Hong Kong peak surprise

HONG Kong has started to see signs of a peak season re-emergence after last year’s dismal offerings. Hong Kong Air Cargo Terminals, which handles about 80 per cent of Hong Kong’s cargo traffic, recorded a 1.7 per cent increase in October compared to last year, to a total of 225,856 tons.The increase has caught some forwarders by surprise following cargo operators capacity cuts, although some have come out ahead. Stephen Fernandez, cargo manager of Air Charter Service in Hong Kong says that his office’s peak season resurgence has come as a pleasant surprise.“We started receiving enquiries in the middle of September, but it wasn’t until early October that they started booking the flights and the market really picked up. There was, all of a sudden, a lack of availability on B747s. At first most of the freight travelled trans-Pacific over to the States, and then the European market also saw increased demand.

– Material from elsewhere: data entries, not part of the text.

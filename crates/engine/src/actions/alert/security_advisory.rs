//! Security-advisory alerter: drift is surfaced as a draft repository
//! security advisory.

use std::sync::Arc;

use anyhow::anyhow;
use async_trait::async_trait;
use serde_json::{json, Value};
use tracing::info;

use super::super::{Action, ActionClass, ActionContext, ActionResult};
use crate::errors::ActionError;
use crate::models::{ActionSetting, SecurityAdvisoryConfig};
use crate::statemachine::ActionCmd;
use provider::{cancellable, Provider};

const SUBTYPE: &str = "security_advisory";

/// Raises and resolves repository security advisories.
pub struct SecurityAdvisoryAlert {
    config: SecurityAdvisoryConfig,
    provider: Arc<dyn Provider>,
}

impl SecurityAdvisoryAlert {
    #[must_use]
    pub fn new(config: SecurityAdvisoryConfig, provider: Arc<dyn Provider>) -> Self {
        Self { config, provider }
    }

    fn summary(&self, ctx: &ActionContext<'_>) -> String {
        format!("{} policy violation in profile rule {}", SUBTYPE_TITLE, ctx.rule.name)
    }

    fn description(&self, ctx: &ActionContext<'_>) -> String {
        let severity = self.config.severity.as_deref().unwrap_or("medium");
        format!(
            "Rule `{}` (type `{}`) detected drift on this repository.\n\nSeverity: {severity}.\n\nThis advisory is closed automatically once the drift is resolved.",
            ctx.rule.name, ctx.rule.rule_type
        )
    }
}

const SUBTYPE_TITLE: &str = "Supply-chain";

#[async_trait]
impl Action for SecurityAdvisoryAlert {
    fn kind(&self) -> &'static str {
        SUBTYPE
    }

    fn class(&self) -> ActionClass {
        ActionClass::Alert
    }

    async fn do_action(
        &self,
        ctx: &ActionContext<'_>,
        cmd: ActionCmd,
        setting: ActionSetting,
        prev_metadata: &Value,
    ) -> ActionResult {
        let Some(repo) = ctx.entity.as_repository() else {
            return ActionResult::failed(
                prev_metadata,
                ActionError::failed(SUBTYPE, anyhow!("security advisories apply to repository entities only")),
            );
        };
        let Some(github) = self.provider.as_github() else {
            return ActionResult::failed(
                prev_metadata,
                ActionError::failed(SUBTYPE, anyhow!("provider lost GitHub capability")),
            );
        };

        match cmd {
            ActionCmd::DoNothing => ActionResult::skipped(prev_metadata),
            ActionCmd::TurnOn => {
                let summary = self.summary(ctx);
                let description = self.description(ctx);
                if setting == ActionSetting::DryRun {
                    println!("{summary}\n\n{description}");
                    return ActionResult::turned_on(prev_metadata.clone());
                }
                match cancellable(
                    ctx.cancel,
                    github.create_security_advisory(&repo.owner, &repo.name, &summary, &description),
                )
                .await
                {
                    Ok(ghsa_id) => {
                        info!(owner = %repo.owner, repo = %repo.name, %ghsa_id, "opened security advisory");
                        ActionResult::turned_on(json!({ "ghsa_id": ghsa_id }))
                    }
                    Err(err) => {
                        ActionResult::failed(prev_metadata, ActionError::failed(SUBTYPE, err))
                    }
                }
            }
            ActionCmd::TurnOff => {
                let Some(ghsa_id) = prev_metadata.get("ghsa_id").and_then(Value::as_str) else {
                    return ActionResult::skipped(prev_metadata);
                };
                if setting == ActionSetting::DryRun {
                    println!("would close security advisory {ghsa_id}");
                    return ActionResult::turned_off(prev_metadata.clone());
                }
                match cancellable(
                    ctx.cancel,
                    github.close_security_advisory(&repo.owner, &repo.name, ghsa_id),
                )
                .await
                {
                    Ok(()) => {
                        info!(owner = %repo.owner, repo = %repo.name, %ghsa_id, "closed security advisory");
                        ActionResult::turned_off(json!({}))
                    }
                    // Deleted or closed by hand.
                    Err(provider::ProviderError::NotFound(_)) => {
                        ActionResult::skipped(prev_metadata)
                    }
                    Err(err) => {
                        ActionResult::failed(prev_metadata, ActionError::failed(SUBTYPE, err))
                    }
                }
            }
        }
    }
}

However in the last week or so the US has got a little bit quieter in the run-up to Thanksgiving, but that’s to be expected.”Fernandez isn’t getting carried away though. “One theory is that this is a bit of a ‘faux’ peak season created by capacity that has been taken out of the market by airlines parking up some of their fleets. Still, it’s fuelled by demand, which can only be a good thing. How much this resurgent demand is galvanised by fewer aircraft is hard to say though.”